Abstract
The S. pyogenes (Sp) Cas9 endonuclease is an important gene-editing tool. SpCas9 is directed to target sites via a single guide RNA (sgRNA). However, SpCas9 also binds and cleaves genomic off-target sites that are partially matched to the sgRNA. Here, we report a microscopic kinetic model that simultaneously captures binding and cleavage dynamics for SpCas9 and Sp-dCas9 in free-energy terms. This model not only outperforms state-of-the-art off-target prediction tools, but also details how Sp-Cas9’s structure-function relation manifests itself in binding and cleavage dynamics.

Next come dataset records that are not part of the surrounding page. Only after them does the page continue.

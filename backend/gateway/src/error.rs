//! API errors and their HTTP mapping.
//!
//! Every error renders as `{"error": "<message>"}`.

use axum::{
    extract::multipart::MultipartError,
    http::StatusCode,
    response::{IntoResponse, Response},
    Json,
};
use cardscan_core::UploadError;
use cardscan_scheduler::SubmitError;
use serde_json::json;
use thiserror::Error;
use tracing::{error, warn};

#[derive(Debug, Error)]
pub enum ApiError {
    /// Missing file or unsupported extension (400)
    #[error(transparent)]
    Upload(#[from] UploadError),

    /// Malformed or oversized multipart body
    #[error("Invalid upload: {0}")]
    Multipart(#[from] MultipartError),

    /// Unknown or expired task id (404)
    #[error("Task not found")]
    TaskNotFound,

    /// The task ran and failed; carries its error message (400)
    #[error("{0}")]
    TaskFailed(String),

    /// Worker pool cannot take more work (503)
    #[error(transparent)]
    Busy(#[from] SubmitError),

    /// Upload could not be written to disk (500)
    #[error("Failed to save uploaded file")]
    Storage(#[source] std::io::Error),
}

impl ApiError {
    pub fn status_code(&self) -> StatusCode {
        match self {
            ApiError::Upload(_) | ApiError::TaskFailed(_) => StatusCode::BAD_REQUEST,
            ApiError::Multipart(e) => e.status(),
            ApiError::TaskNotFound => StatusCode::NOT_FOUND,
            ApiError::Busy(_) => StatusCode::SERVICE_UNAVAILABLE,
            ApiError::Storage(_) => StatusCode::INTERNAL_SERVER_ERROR,
        }
    }
}

impl IntoResponse for ApiError {
    fn into_response(self) -> Response {
        let status = self.status_code();
        match &self {
            ApiError::Storage(source) => error!(error = %source, "Upload storage failed"),
            ApiError::Busy(_) | ApiError::Multipart(_) => warn!(status = status.as_u16(), error = %self, "Request rejected"),
            _ => {}
        }
        (status, Json(json!({ "error": self.to_string() }))).into_response()
    }
}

Based on the biophysical parameters we extract, our model predicts SpCas9’s open, intermediate, and closed complex configurations and indicates that R-loop progression is tightly coupled with structural changes in the targeting complex. We show that SpCas9 targeting kinetics are tuned for extended sequence specificity while maintaining on-target efficiency. Our extensible approach can characterize any CRISPR-Cas nuclease – benchmarking natural and future high-fidelity variants against SpCas9; elucidating determinants of CRISPR fidelity; and revealing pathways to increased specificity and efficiency in engineered systems.
Competing Interest Statement
The authors have declared no competing interest.